I don't know why I am justifying myself really. My point would stand whether I'd worked 100 hours a week or not at all - the choice to stay at home is paid for by those who work, yet it is the SAHPs who make the hurtful and unnecessary comments such as 'farming out' children.

Glorianny Thu 27-Oct-22 22:17:30

I've never understood why child care before 5 is "farming out" children, but after their 4th birthday sending a child to school is OK. Isn't that "farming out" as well?

Prentice Thu 27-Oct-22 22:39:10

Baggs

Esspee

I was a full time mum because I didn’t bring children into the world to farm them out to others to mould their personalities.

Had it been a financial imperative that I worked I would not have had children.

I felt the same, espee, about wanting to bring up my children myself if only because I and their father were the ones who cared the most about what they were taught, especially in their early years.

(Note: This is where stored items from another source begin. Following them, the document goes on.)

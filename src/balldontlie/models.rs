use serde::Deserialize;
use std::fmt;

/// Leagues probed by the connectivity check.
#[derive(Debug, Clone, Copy, PartialEq, Eq, Hash)]
pub enum League {
    Nba,
    Mlb,
    Nfl,
}

impl League {
    pub const ALL: [League; 3] = [League::Nba, League::Mlb, League::Nfl];

    pub fn as_str(&self) -> &'static str {
        match self {
            League::Nba => "nba",
            League::Mlb => "mlb",
            League::Nfl => "nfl",
        }
    }

    /// Path of the teams listing, relative to the API base URL.
    pub fn teams_path(&self) -> &'static str {
        match self {
            // NBA predates the per-sport prefix
            League::Nba => "v1/teams",
            League::Mlb => "mlb/v1/teams",
            League::Nfl => "nfl/v1/teams",
        }
    }
}

impl fmt::Display for League {
    fn fmt(&self, f: &mut fmt::Formatter<'_>) -> fmt::Result {
        f.write_str(self.as_str())
    }
}

/// Standard `{"data": [...]}` envelope.
#[derive(Debug, Clone, Deserialize)]
pub struct ListResponse<T> {
    pub data: Vec<T>,
}

/// MLB team embedded in a standings row.
#[derive(Debug, Clone, Deserialize, PartialEq)]
pub struct MlbTeam {
    pub id: i64,
    #[serde(default)]
    pub display_name: Option<String>,
    #[serde(default)]
    pub full_name: Option<String>,
}

/// One row of `GET /mlb/v1/standings`. Fields the lookup does not report
/// are left undecoded.
#[derive(Debug, Clone, Deserialize, PartialEq)]
pub struct MlbStanding {
    pub team: MlbTeam,
    #[serde(default)]
    pub wins: Option<u32>,
    #[serde(default)]
    pub losses: Option<u32>,
    #[serde(default)]
    pub win_percent: Option<f64>,
    /// Older payloads spell it out.
    #[serde(default)]
    pub win_percentage: Option<f64>,
}

/// Standings arrive either wrapped in the usual envelope or as a bare list.
#[derive(Debug, Clone, Deserialize)]
#[serde(untagged)]
pub enum StandingsPayload {
    Wrapped { data: Vec<MlbStanding> },
    Bare(Vec<MlbStanding>),
}

impl StandingsPayload {
    pub fn into_rows(self) -> Vec<MlbStanding> {
        match self {
            StandingsPayload::Wrapped { data } => data,
            StandingsPayload::Bare(rows) => rows,
        }
    }
}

Re your second point though, bringing up one's own kids is work and that's what people have been ignoring for too long just because it is technically unpaid.

It is certainly work, but for those who can, or are willing to make do with less, there is no better reward than to be with your own young children.

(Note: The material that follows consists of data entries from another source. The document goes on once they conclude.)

use anyhow::{Context, Result};
use async_trait::async_trait;
use reqwest::{header::AUTHORIZATION, Client, StatusCode};
use serde::de::{DeserializeOwned, IgnoredAny};
use std::time::Duration;
use tracing::debug;
use url::Url;

use super::models::{League, ListResponse, StandingsPayload};
use super::provider::{RawResponse, RawStandingsApi, SportsApi};
use crate::config::ApiKey;
use crate::error::ProviderError;

const STANDINGS_PATH: &str = "mlb/v1/standings";

fn build_http(timeout: Duration) -> Result<Client> {
    Client::builder()
        .timeout(timeout)
        .build()
        .context("Failed to build HTTP client")
}

/// Parse the base URL so relative paths append to it instead of replacing
/// its last segment.
fn parse_base_url(base_url: &str) -> Result<Url> {
    let mut normalized = base_url.trim_end_matches('/').to_string();
    normalized.push('/');
    Url::parse(&normalized).with_context(|| format!("Invalid API base URL: {}", base_url))
}

fn standings_url(base: &Url, season: i32) -> Result<Url, url::ParseError> {
    let mut url = base.join(STANDINGS_PATH)?;
    url.query_pairs_mut()
        .append_pair("season", &season.to_string());
    Ok(url)
}

/// Typed balldontlie client.
#[derive(Clone)]
pub struct BalldontlieClient {
    http: Client,
    base_url: Url,
}

impl BalldontlieClient {
    pub fn new(base_url: &str, timeout: Duration) -> Result<Self> {
        Ok(BalldontlieClient {
            http: build_http(timeout)?,
            base_url: parse_base_url(base_url)?,
        })
    }

    async fn get_json<T: DeserializeOwned>(&self, url: Url, api_key: &ApiKey) -> Result<T, ProviderError> {
        debug!("GET {}", url);

        let resp = self
            .http
            .get(url)
            .header(AUTHORIZATION, api_key.as_str())
            .send()
            .await?;

        let status = resp.status();
        let body = resp.text().await?;

        if !status.is_success() {
            return Err(classify_status(status, &body));
        }

        decode_body(&body)
    }
}

#[async_trait]
impl SportsApi for BalldontlieClient {
    async fn list_teams(&self, api_key: &ApiKey, league: League) -> Result<usize, ProviderError> {
        let url = self.base_url.join(league.teams_path())?;
        let teams: ListResponse<IgnoredAny> = self.get_json(url, api_key).await?;
        Ok(teams.data.len())
    }

    async fn get_standings(
        &self,
        api_key: &ApiKey,
        season: i32,
    ) -> Result<StandingsPayload, ProviderError> {
        let url = standings_url(&self.base_url, season)?;
        self.get_json(url, api_key).await
    }
}

/// Standings client that returns the response untouched.
#[derive(Clone)]
pub struct RawStandingsClient {
    http: Client,
    base_url: Url,
}

impl RawStandingsClient {
    pub fn new(base_url: &str, timeout: Duration) -> Result<Self> {
        Ok(RawStandingsClient {
            http: build_http(timeout)?,
            base_url: parse_base_url(base_url)?,
        })
    }
}

#[async_trait]
impl RawStandingsApi for RawStandingsClient {
    async fn get_standings(&self, api_key: &ApiKey, season: i32) -> Result<RawResponse> {
        let url = standings_url(&self.base_url, season).context("Failed to build standings URL")?;
        debug!("GET {} (raw)", url);

        let resp = self
            .http
            .get(url)
            .header(AUTHORIZATION, api_key.as_str())
            .send()
            .await
            .context("Raw standings request failed")?;

        let status = resp.status().as_u16();
        let body = resp
            .text()
            .await
            .context("Failed to read raw standings response")?;

        Ok(RawResponse { status, body })
    }
}

fn decode_body<T: DeserializeOwned>(body: &str) -> Result<T, ProviderError> {
    serde_json::from_str(body).map_err(|e| ProviderError::Schema(e.to_string()))
}

/// Map a non-success status onto the provider's error taxonomy.
fn classify_status(status: StatusCode, body: &str) -> ProviderError {
    let message = error_message(status, body);
    match status.as_u16() {
        401 => ProviderError::Authentication(message),
        429 => ProviderError::RateLimited(message),
        400 | 422 => ProviderError::Validation(message),
        404 => ProviderError::NotFound(message),
        code if status.is_server_error() => ProviderError::Server {
            status: code,
            message,
        },
        code => ProviderError::Api {
            status: code,
            message,
        },
    }
}

/// Prefer the API's own `error`/`message` field, fall back to the raw body.
fn error_message(status: StatusCode, body: &str) -> String {
    let from_json = serde_json::from_str::<serde_json::Value>(body)
        .ok()
        .and_then(|v| {
            v["error"]
                .as_str()
                .or_else(|| v["message"].as_str())
                .map(str::to_string)
        });

    match from_json {
        Some(msg) => msg,
        None if body.trim().is_empty() => status.to_string(),
        None => body.trim().chars().take(200).collect(),
    }
}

Doodledog Thu 27-Oct-22 22:42:26

Glorianny

I've never understood why child care before 5 is "farming out" children, but after their 4th birthday sending a child to school is OK. Isn't that "farming out" as well?

Good point.

Mollygo Thu 27-Oct-22 22:51:14

Re farming out at school; same things apply. If you can afford to keep them at home and are able to teach them yourself, no need to send them to school, just be a SAHT.
Only thing that’s not the same is that schooling at home or at school isn’t the same as child care.

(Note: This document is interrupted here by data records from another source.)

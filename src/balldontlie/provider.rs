use anyhow::Result;
use async_trait::async_trait;

use super::models::{League, StandingsPayload};
use crate::config::ApiKey;
use crate::error::ProviderError;

/// Typed access to the balldontlie API.
#[async_trait]
pub trait SportsApi: Send + Sync {
    /// Count the teams in a league. Used as a connectivity probe.
    async fn list_teams(&self, api_key: &ApiKey, league: League) -> Result<usize, ProviderError>;

    /// Fetch MLB standings for one season.
    async fn get_standings(
        &self,
        api_key: &ApiKey,
        season: i32,
    ) -> Result<StandingsPayload, ProviderError>;
}

/// Status and body of an undecoded standings request.
#[derive(Debug, Clone)]
pub struct RawResponse {
    pub status: u16,
    pub body: String,
}

impl RawResponse {
    pub fn is_success(&self) -> bool {
        (200..300).contains(&self.status)
    }
}

/// Plain HTTP access to the standings endpoint, bypassing typed decoding.
#[async_trait]
pub trait RawStandingsApi: Send + Sync {
    async fn get_standings(&self, api_key: &ApiKey, season: i32) -> Result<RawResponse>;
}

Farmor15 Thu 27-Oct-22 23:24:08

Even non-working mothers in the old days sometimes “farmed out” their children. Apparently I was sent to some kind of “baby farm” when I was about a year old so my parents could go on holidays. My mother told me she heard afterwards that the establishment used to drug the children to keep them quiet!

LOUISA1523 Thu 27-Oct-22 23:49:46

Lollipop1

I brought up my own children, the extra money had I worked would have been very handy but had I not been able to stay at home, I would never have brought children into the world.

Good for you ?

Doodledog Thu 27-Oct-22 23:54:04

It is a matter of choice, but both choices need to be supported. At the moment help is available to buy child care, but no help is available to offset loss of earnings/pension rights. That does not make logical sense.
It makes perfect logical sense. The logic is that the economy needs workers (more so since Brexit) so that it can grow. Non-working parents cost the state money in lost taxes and because they get free NI contributions for years, meaning that they then get pensions to which they have not contributed. They also use the NHS, Education, libraries, roads and all the other things to which they are making no financial contribution.

Working parents on low wages do contribute to all of that, as well as producing or providing services to all of society (in their line of work), rather than just their own families. If they are unable to afford childcare, many would not be able to do so.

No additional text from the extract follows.